Asked the inevitable question on the US’ intention to defend Taiwan, he said: “We have a commitment to Taiwan under the Taiwan Relations Act, a bipartisan commitment that’s existed for many, many years, to make sure that Taiwan has the ability to defend itself and to make sure that we’re sustaining peace and security in the Western Pacific. We stand behind those commitments.”
When pressed to clarify whether Washington “will militarily respond,” he said: “I’m not going to get into hypotheticals. … [I]t would be a serious mistake for anyone to try to change the existing status quo by force.”

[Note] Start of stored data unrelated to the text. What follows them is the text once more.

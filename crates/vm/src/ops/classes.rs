//! Class-declaration handlers.

use crate::error::{Panic, VmResult};
use crate::heap::ObjKind;
use crate::opcode::Op;
use crate::ops::JumpTable;
use crate::value::{ObjRef, Value};
use crate::vm::Vm;

/// Registers the class-declaration handlers.
pub fn register_handlers(table: &mut JumpTable) {
    table.register(Op::MakeClass, make_class);
    table.register(Op::DefineMethod, define_method);
    table.register(Op::DefineField, define_field);
    table.register(Op::Inherit, inherit);
}

fn make_class(vm: &mut Vm) -> VmResult<()> {
    let name = vm.read_string()?;
    let class = vm.new_class()?;
    vm.heap.class_mut(class).name = Some(name);
    vm.push(Value::Obj(class))
}

fn peek_class(vm: &Vm, distance: usize) -> VmResult<ObjRef> {
    match vm.peek(distance)? {
        Value::Obj(obj_ref) if matches!(vm.heap.object(obj_ref).kind, ObjKind::Class(_)) => {
            Ok(obj_ref)
        }
        _ => Err(Panic::error("Expected a class on the stack.").hard().into()),
    }
}

/// The method's closure sits on top of the stack, the class just below it.
fn define_method(vm: &mut Vm) -> VmResult<()> {
    let name = vm.read_string()?;
    let method = vm.peek(0)?;
    let class = peek_class(vm, 1)?;

    let methods = vm.heap.class(class).methods;
    vm.map_set(methods, Value::Obj(name), method)?;
    vm.pop()?;
    Ok(())
}

/// The field's initial value sits on top of the stack, the class below it.
/// The field gets the next dense index; its initializer is recorded on the
/// class and copied into each new instance.
fn define_field(vm: &mut Vm) -> VmResult<()> {
    let name = vm.read_string()?;
    let init_value = vm.peek(0)?;
    let class = peek_class(vm, 1)?;

    let initializers = vm.heap.class(class).field_initializers;
    let field_indexes = vm.heap.class(class).field_indexes;

    let field_index = vm.heap.vec(initializers).count() as i64;
    let before = vm.heap.payload_size(initializers);
    vm.heap.vec_mut(initializers).append(init_value);
    vm.heap.resize_tracked(initializers, before)?;

    vm.map_set(field_indexes, Value::Obj(name), Value::I64(field_index))?;
    vm.pop()?;
    Ok(())
}

/// Copy-down inheritance: the superclass's methods, field indexes and
/// field initializers are copied into the subclass, so lookup never walks
/// the superclass chain at runtime.
fn inherit(vm: &mut Vm) -> VmResult<()> {
    let superclass = match vm.peek(1)? {
        Value::Obj(obj_ref) if matches!(vm.heap.object(obj_ref).kind, ObjKind::Class(_)) => {
            obj_ref
        }
        _ => return Err(Panic::type_error("Invalid superclass value (not a class).").into()),
    };
    let subclass = peek_class(vm, 0)?;

    if superclass == subclass {
        return Err(Panic::type_error("A class cannot inherit from itself.").into());
    }

    let (super_methods, super_indexes, super_initializers) = {
        let class = vm.heap.class(superclass);
        (class.methods, class.field_indexes, class.field_initializers)
    };
    let (sub_methods, sub_indexes, sub_initializers) = {
        let class = vm.heap.class(subclass);
        (class.methods, class.field_indexes, class.field_initializers)
    };

    vm.map_copy_entries(super_methods, sub_methods)?;
    vm.map_copy_entries(super_indexes, sub_indexes)?;

    let before = vm.heap.payload_size(sub_initializers);
    let values = vm.heap.vec(super_initializers).values().to_vec();
    for value in values {
        vm.heap.vec_mut(sub_initializers).append(value);
    }
    vm.heap.resize_tracked(sub_initializers, before)?;

    vm.heap.class_mut(subclass).superclass = Some(superclass);
    vm.pop()?;
    Ok(())
}
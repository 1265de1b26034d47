//! Methods for the byte-buffer type.

use crate::error::{Panic, VmResult};
use crate::objects::PyroBuf;
use crate::value::{ObjRef, Value};
use crate::vm::Vm;

pub(crate) fn install(vm: &mut Vm) -> VmResult<()> {
    vm.define_global_fn("$buf", 0, |vm, _args| {
        Ok(Value::Obj(vm.new_buf(PyroBuf::new())?))
    })?;

    let buf_class = vm.classes.buf;
    vm.define_method(buf_class, "count", 0, buf_count)?;
    vm.define_method(buf_class, "is_empty", 0, buf_is_empty)?;
    vm.define_method(buf_class, "get", 1, buf_get)?;
    vm.define_method(buf_class, "set", 2, buf_set)?;
    vm.define_method(buf_class, "$get_index", 1, buf_get)?;
    vm.define_method(buf_class, "$set_index", 2, buf_set)?;
    vm.define_method(buf_class, "write_byte", 1, buf_write_byte)?;
    vm.define_method(buf_class, "write", -1, buf_write)?;
    vm.define_method(buf_class, "to_str", 0, buf_to_str)?;
    Ok(())
}

fn receiver(args: &[Value]) -> VmResult<ObjRef> {
    match args[0] {
        Value::Obj(obj_ref) => Ok(obj_ref),
        _ => Err(Panic::type_error("Invalid receiver.").into()),
    }
}

fn buf_count(vm: &mut Vm, args: &[Value]) -> VmResult<Value> {
    let buf = receiver(args)?;
    Ok(Value::I64(vm.heap.buf(buf).count() as i64))
}

fn buf_is_empty(vm: &mut Vm, args: &[Value]) -> VmResult<Value> {
    let buf = receiver(args)?;
    Ok(Value::Bool(vm.heap.buf(buf).is_empty()))
}

fn buf_get(vm: &mut Vm, args: &[Value]) -> VmResult<Value> {
    let buf = receiver(args)?;
    let index = vm.index_in_range(args[1], vm.heap.buf(buf).count())?;
    match vm.heap.buf(buf).get(index) {
        Some(byte) => Ok(Value::I64(byte as i64)),
        None => Err(Panic::value_error("Index out of range.").into()),
    }
}

fn buf_set(vm: &mut Vm, args: &[Value]) -> VmResult<Value> {
    let buf = receiver(args)?;
    let index = vm.index_in_range(args[1], vm.heap.buf(buf).count())?;
    let byte = expect_byte(args[2])?;
    vm.heap.buf_mut(buf).set(index, byte);
    Ok(args[2])
}

fn buf_write_byte(vm: &mut Vm, args: &[Value]) -> VmResult<Value> {
    let buf = receiver(args)?;
    let byte = expect_byte(args[1])?;
    let before = vm.heap.payload_size(buf);
    vm.heap.buf_mut(buf).append_byte(byte);
    vm.heap.resize_tracked(buf, before)?;
    Ok(Value::Null)
}

/// Appends the string form of each argument. Returns the number of bytes
/// written.
fn buf_write(vm: &mut Vm, args: &[Value]) -> VmResult<Value> {
    let buf = receiver(args)?;
    let mut written = 0i64;
    for value in &args[1..] {
        let string = vm.stringify_value(*value)?;
        let bytes = vm.heap.str_obj(string).as_bytes().to_vec();
        written += bytes.len() as i64;
        let before = vm.heap.payload_size(buf);
        vm.heap.buf_mut(buf).append_bytes(&bytes);
        vm.heap.resize_tracked(buf, before)?;
    }
    Ok(Value::I64(written))
}

/// Converts the buffer's content into a string, taking ownership of the
/// byte array and leaving the buffer empty.
fn buf_to_str(vm: &mut Vm, args: &[Value]) -> VmResult<Value> {
    let buf = receiver(args)?;
    let before = vm.heap.payload_size(buf);
    let bytes = vm.heap.buf_mut(buf).take_bytes();
    vm.heap.resize_tracked(buf, before)?;
    Ok(Value::Obj(vm.intern_owned(bytes)?))
}

fn expect_byte(value: Value) -> VmResult<u8> {
    match value {
        Value::I64(n) if (0..=255).contains(&n) => Ok(n as u8),
        _ => Err(Panic::value_error("Buffer values must be integers in the range [0, 255].").into()),
    }
}
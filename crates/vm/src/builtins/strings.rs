//! Methods for the string type.

use crate::error::{Panic, VmResult};
use crate::heap::ObjKind;
use crate::objects::{IterKind, PyroIter};
use crate::utf8;
use crate::value::{ObjRef, Value};
use crate::vm::Vm;

pub(crate) fn install(vm: &mut Vm) -> VmResult<()> {
    let str_class = vm.classes.str_;
    vm.define_method(str_class, "byte_count", 0, str_byte_count)?;
    vm.define_method(str_class, "count", 0, str_byte_count)?;
    vm.define_method(str_class, "is_empty", 0, str_is_empty)?;
    vm.define_method(str_class, "byte", 1, str_byte)?;
    vm.define_method(str_class, "bytes", 0, str_bytes)?;
    vm.define_method(str_class, "char", 1, str_char)?;
    vm.define_method(str_class, "chars", 0, str_chars)?;
    vm.define_method(str_class, "char_count", 0, str_char_count)?;
    vm.define_method(str_class, "lines", 0, str_lines)?;
    vm.define_method(str_class, "is_utf8", 0, str_is_utf8)?;
    vm.define_method(str_class, "is_ascii", 0, str_is_ascii)?;
    vm.define_method(str_class, "to_ascii_upper", 0, str_to_ascii_upper)?;
    vm.define_method(str_class, "to_ascii_lower", 0, str_to_ascii_lower)?;
    vm.define_method(str_class, "starts_with", 1, str_starts_with)?;
    vm.define_method(str_class, "ends_with", 1, str_ends_with)?;
    vm.define_method(str_class, "strip_prefix", 1, str_strip_prefix)?;
    vm.define_method(str_class, "strip_suffix", 1, str_strip_suffix)?;
    vm.define_method(str_class, "strip", 0, str_strip)?;
    vm.define_method(str_class, "strip_ascii_ws", 0, str_strip)?;
    vm.define_method(str_class, "contains", 1, str_contains)?;
    vm.define_method(str_class, "split", 1, str_split)?;
    vm.define_method(str_class, "index_of", -1, str_index_of)?;
    vm.define_method(str_class, "replace", 2, str_replace)?;
    vm.define_method(str_class, "slice", -1, str_slice)?;
    vm.define_method(str_class, "join", 1, str_join)?;
    vm.define_method(str_class, "$iter", 0, str_chars)?;
    Ok(())
}

fn receiver(args: &[Value]) -> VmResult<ObjRef> {
    match args[0] {
        Value::Obj(obj_ref) => Ok(obj_ref),
        _ => Err(Panic::type_error("Invalid receiver.").into()),
    }
}

fn arg_as_str(vm: &Vm, value: Value) -> VmResult<ObjRef> {
    match value {
        Value::Obj(obj_ref) if matches!(vm.heap.object(obj_ref).kind, ObjKind::Str(_)) => {
            Ok(obj_ref)
        }
        _ => Err(Panic::type_error("Expected a string argument.").into()),
    }
}

fn str_byte_count(vm: &mut Vm, args: &[Value]) -> VmResult<Value> {
    let string = receiver(args)?;
    Ok(Value::I64(vm.heap.str_obj(string).len() as i64))
}

fn str_is_empty(vm: &mut Vm, args: &[Value]) -> VmResult<Value> {
    let string = receiver(args)?;
    Ok(Value::Bool(vm.heap.str_obj(string).is_empty()))
}

fn str_byte(vm: &mut Vm, args: &[Value]) -> VmResult<Value> {
    let string = receiver(args)?;
    let index = vm.index_in_range(args[1], vm.heap.str_obj(string).len())?;
    Ok(Value::I64(vm.heap.str_obj(string).as_bytes()[index] as i64))
}

fn str_bytes(vm: &mut Vm, args: &[Value]) -> VmResult<Value> {
    let string = receiver(args)?;
    let iter = vm.new_iter(PyroIter::new(string, IterKind::StrBytes))?;
    Ok(Value::Obj(iter))
}

/// The n-th code point, by char index.
fn str_char(vm: &mut Vm, args: &[Value]) -> VmResult<Value> {
    let string = receiver(args)?;
    let Value::I64(target) = args[1] else {
        return Err(Panic::type_error("Index must be an integer.").into());
    };
    if target < 0 {
        return Err(Panic::value_error("Index out of range.").into());
    }

    let bytes = vm.heap.str_obj(string).as_bytes();
    let mut index = 0usize;
    let mut seen = 0i64;
    while index < bytes.len() {
        match utf8::read_utf8_codepoint(&bytes[index..]) {
            Some(cp) => {
                if seen == target {
                    return match char::from_u32(cp.value) {
                        Some(c) => Ok(Value::Char(c)),
                        None => Err(Panic::value_error("Invalid code point.").into()),
                    };
                }
                seen += 1;
                index += cp.length;
            }
            None => {
                return Err(Panic::value_error(format!(
                    "String contains invalid utf-8 at byte index {index}.",
                ))
                .into())
            }
        }
    }
    Err(Panic::value_error("Index out of range.").into())
}

fn str_chars(vm: &mut Vm, args: &[Value]) -> VmResult<Value> {
    let string = receiver(args)?;
    let iter = vm.new_iter(PyroIter::new(string, IterKind::StrChars))?;
    Ok(Value::Obj(iter))
}

fn str_char_count(vm: &mut Vm, args: &[Value]) -> VmResult<Value> {
    let string = receiver(args)?;
    match utf8::count_codepoints(vm.heap.str_obj(string).as_bytes()) {
        Ok(count) => Ok(Value::I64(count as i64)),
        Err(index) => Err(Panic::value_error(format!(
            "String contains invalid utf-8 at byte index {index}.",
        ))
        .into()),
    }
}

fn str_lines(vm: &mut Vm, args: &[Value]) -> VmResult<Value> {
    let string = receiver(args)?;
    let iter = vm.new_iter(PyroIter::new(string, IterKind::StrLines))?;
    Ok(Value::Obj(iter))
}

fn str_is_utf8(vm: &mut Vm, args: &[Value]) -> VmResult<Value> {
    let string = receiver(args)?;
    Ok(Value::Bool(vm.heap.str_obj(string).is_valid_utf8()))
}

fn str_is_ascii(vm: &mut Vm, args: &[Value]) -> VmResult<Value> {
    let string = receiver(args)?;
    Ok(Value::Bool(vm.heap.str_obj(string).as_bytes().is_ascii()))
}

fn str_to_ascii_upper(vm: &mut Vm, args: &[Value]) -> VmResult<Value> {
    let string = receiver(args)?;
    let bytes = vm.heap.str_obj(string).as_bytes().to_ascii_uppercase();
    Ok(Value::Obj(vm.intern_owned(bytes)?))
}

fn str_to_ascii_lower(vm: &mut Vm, args: &[Value]) -> VmResult<Value> {
    let string = receiver(args)?;
    let bytes = vm.heap.str_obj(string).as_bytes().to_ascii_lowercase();
    Ok(Value::Obj(vm.intern_owned(bytes)?))
}

fn str_starts_with(vm: &mut Vm, args: &[Value]) -> VmResult<Value> {
    let string = receiver(args)?;
    let prefix = arg_as_str(vm, args[1])?;
    let result = vm
        .heap
        .str_obj(string)
        .as_bytes()
        .starts_with(vm.heap.str_obj(prefix).as_bytes());
    Ok(Value::Bool(result))
}

fn str_ends_with(vm: &mut Vm, args: &[Value]) -> VmResult<Value> {
    let string = receiver(args)?;
    let suffix = arg_as_str(vm, args[1])?;
    let result = vm
        .heap
        .str_obj(string)
        .as_bytes()
        .ends_with(vm.heap.str_obj(suffix).as_bytes());
    Ok(Value::Bool(result))
}

fn str_strip_prefix(vm: &mut Vm, args: &[Value]) -> VmResult<Value> {
    let string = receiver(args)?;
    let prefix = arg_as_str(vm, args[1])?;
    let prefix_bytes = vm.heap.str_obj(prefix).as_bytes().to_vec();
    let bytes = vm.heap.str_obj(string).as_bytes();
    match bytes.strip_prefix(prefix_bytes.as_slice()) {
        Some(stripped) => {
            let stripped = stripped.to_vec();
            Ok(Value::Obj(vm.intern_owned(stripped)?))
        }
        None => Ok(args[0]),
    }
}

fn str_strip_suffix(vm: &mut Vm, args: &[Value]) -> VmResult<Value> {
    let string = receiver(args)?;
    let suffix = arg_as_str(vm, args[1])?;
    let suffix_bytes = vm.heap.str_obj(suffix).as_bytes().to_vec();
    let bytes = vm.heap.str_obj(string).as_bytes();
    match bytes.strip_suffix(suffix_bytes.as_slice()) {
        Some(stripped) => {
            let stripped = stripped.to_vec();
            Ok(Value::Obj(vm.intern_owned(stripped)?))
        }
        None => Ok(args[0]),
    }
}

fn str_strip(vm: &mut Vm, args: &[Value]) -> VmResult<Value> {
    let string = receiver(args)?;
    let bytes = vm.heap.str_obj(string).as_bytes();
    let start = bytes
        .iter()
        .position(|b| !b.is_ascii_whitespace())
        .unwrap_or(bytes.len());
    let end = bytes
        .iter()
        .rposition(|b| !b.is_ascii_whitespace())
        .map(|i| i + 1)
        .unwrap_or(start);
    let stripped = bytes[start..end].to_vec();
    Ok(Value::Obj(vm.intern_owned(stripped)?))
}

fn str_contains(vm: &mut Vm, args: &[Value]) -> VmResult<Value> {
    let result = vm.op_binary_in(args[1], args[0])?;
    Ok(Value::Bool(result))
}

fn str_split(vm: &mut Vm, args: &[Value]) -> VmResult<Value> {
    let string = receiver(args)?;
    let separator = arg_as_str(vm, args[1])?;
    let separator_bytes = vm.heap.str_obj(separator).as_bytes().to_vec();
    if separator_bytes.is_empty() {
        return Err(Panic::value_error("Cannot split on an empty separator.").into());
    }

    let bytes = vm.heap.str_obj(string).as_bytes().to_vec();
    let mut pieces: Vec<Vec<u8>> = Vec::new();
    let mut start = 0usize;
    let mut index = 0usize;
    while index + separator_bytes.len() <= bytes.len() {
        if &bytes[index..index + separator_bytes.len()] == separator_bytes.as_slice() {
            pieces.push(bytes[start..index].to_vec());
            index += separator_bytes.len();
            start = index;
        } else {
            index += 1;
        }
    }
    pieces.push(bytes[start..].to_vec());

    let out = vm.new_vec(crate::objects::PyroVec::with_capacity(pieces.len()))?;
    vm.push(Value::Obj(out))?;
    for piece in pieces {
        let piece_ref = vm.intern_owned(piece)?;
        let before = vm.heap.payload_size(out);
        vm.heap.vec_mut(out).append(Value::Obj(piece_ref));
        vm.heap.resize_tracked(out, before)?;
    }
    vm.pop()?;
    Ok(Value::Obj(out))
}

/// `index_of(target)` or `index_of(target, start)`: the byte index of the
/// first occurrence, or an `err`.
fn str_index_of(vm: &mut Vm, args: &[Value]) -> VmResult<Value> {
    let string = receiver(args)?;
    if args.len() < 2 || args.len() > 3 {
        return Err(Panic::args_error(format!(
            "Expected 1 or 2 arguments for index_of(), found {}.",
            args.len() - 1,
        ))
        .into());
    }
    let target = arg_as_str(vm, args[1])?;
    let start = match args.get(2) {
        None => 0usize,
        Some(Value::I64(n)) if *n >= 0 => *n as usize,
        Some(_) => return Err(Panic::value_error("Invalid start index.").into()),
    };

    let bytes = vm.heap.str_obj(string).as_bytes();
    let needle = vm.heap.str_obj(target).as_bytes();
    if needle.is_empty() || start > bytes.len() {
        return Ok(Value::Obj(vm.empty_error()));
    }
    let found = bytes[start..]
        .windows(needle.len())
        .position(|window| window == needle)
        .map(|i| i + start);
    match found {
        Some(index) => Ok(Value::I64(index as i64)),
        None => Ok(Value::Obj(vm.empty_error())),
    }
}

fn str_replace(vm: &mut Vm, args: &[Value]) -> VmResult<Value> {
    let string = receiver(args)?;
    let old = arg_as_str(vm, args[1])?;
    let new = arg_as_str(vm, args[2])?;

    let old_bytes = vm.heap.str_obj(old).as_bytes().to_vec();
    let new_bytes = vm.heap.str_obj(new).as_bytes().to_vec();
    if old_bytes.is_empty() {
        return Ok(args[0]);
    }

    let bytes = vm.heap.str_obj(string).as_bytes();
    let mut out: Vec<u8> = Vec::with_capacity(bytes.len());
    let mut index = 0usize;
    while index < bytes.len() {
        if index + old_bytes.len() <= bytes.len()
            && &bytes[index..index + old_bytes.len()] == old_bytes.as_slice()
        {
            out.extend_from_slice(&new_bytes);
            index += old_bytes.len();
        } else {
            out.push(bytes[index]);
            index += 1;
        }
    }
    Ok(Value::Obj(vm.intern_owned(out)?))
}

/// `slice(start)` or `slice(start, length)`, in bytes.
fn str_slice(vm: &mut Vm, args: &[Value]) -> VmResult<Value> {
    let string = receiver(args)?;
    let count = vm.heap.str_obj(string).len();

    let (start, length) = match args.len() - 1 {
        1 => match args[1] {
            Value::I64(start) if start >= 0 && start as usize <= count => {
                (start as usize, count - start as usize)
            }
            _ => return Err(Panic::value_error("Slice start is out of range.").into()),
        },
        2 => match (args[1], args[2]) {
            (Value::I64(start), Value::I64(length))
                if start >= 0
                    && length >= 0
                    && start as usize + length as usize <= count =>
            {
                (start as usize, length as usize)
            }
            _ => return Err(Panic::value_error("Slice is out of range.").into()),
        },
        n => {
            return Err(Panic::args_error(format!(
                "Expected 1 or 2 arguments for slice(), found {n}.",
            ))
            .into())
        }
    };

    let bytes = vm.heap.str_obj(string).as_bytes()[start..start + length].to_vec();
    Ok(Value::Obj(vm.intern_owned(bytes)?))
}

/// Joins the elements of an iterable value, with the receiver as the
/// separator.
fn str_join(vm: &mut Vm, args: &[Value]) -> VmResult<Value> {
    let separator_ref = receiver(args)?;
    let separator = vm.heap.str_obj(separator_ref).as_bytes().to_vec();

    let iter_value = crate::builtins::core_iter_of(vm, args[1])?;
    let Value::Obj(iter) = iter_value else {
        return Err(Panic::type_error("Object is not iterable.").into());
    };
    if !matches!(vm.heap.object(iter).kind, ObjKind::Iter(_)) {
        // A user-defined iterator: drive it through the generic wrapper.
        let wrapper = vm.new_iter(PyroIter::new(iter, IterKind::Generic))?;
        vm.push(Value::Obj(wrapper))?;
        let joined = vm.iter_join(wrapper, &separator)?;
        vm.pop()?;
        return Ok(Value::Obj(joined));
    }

    vm.push(iter_value)?;
    let joined = vm.iter_join(iter, &separator)?;
    vm.pop()?;
    Ok(Value::Obj(joined))
}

Like officials from all administrations, Blinken was simply reciting the act’s core mandates to enable Taiwan to defend itself and to maintain “the US capacity” to intervene directly. He did not dispel the ambiguity as to whether the US would actually do so — the crucial element in China’s strategic planning. Beijing will force a decision at some point, probably when Washington is preoccupied with a crisis precipitated by Russia, Iran or North Korea, the quadrilateral axis of evil.
Joseph Bosco, who served as China country director in the office of the US secretary of defense, is a fellow of the Institute for Taiwan-American Studies and a member of the Global Taiwan Institute’s advisory committee.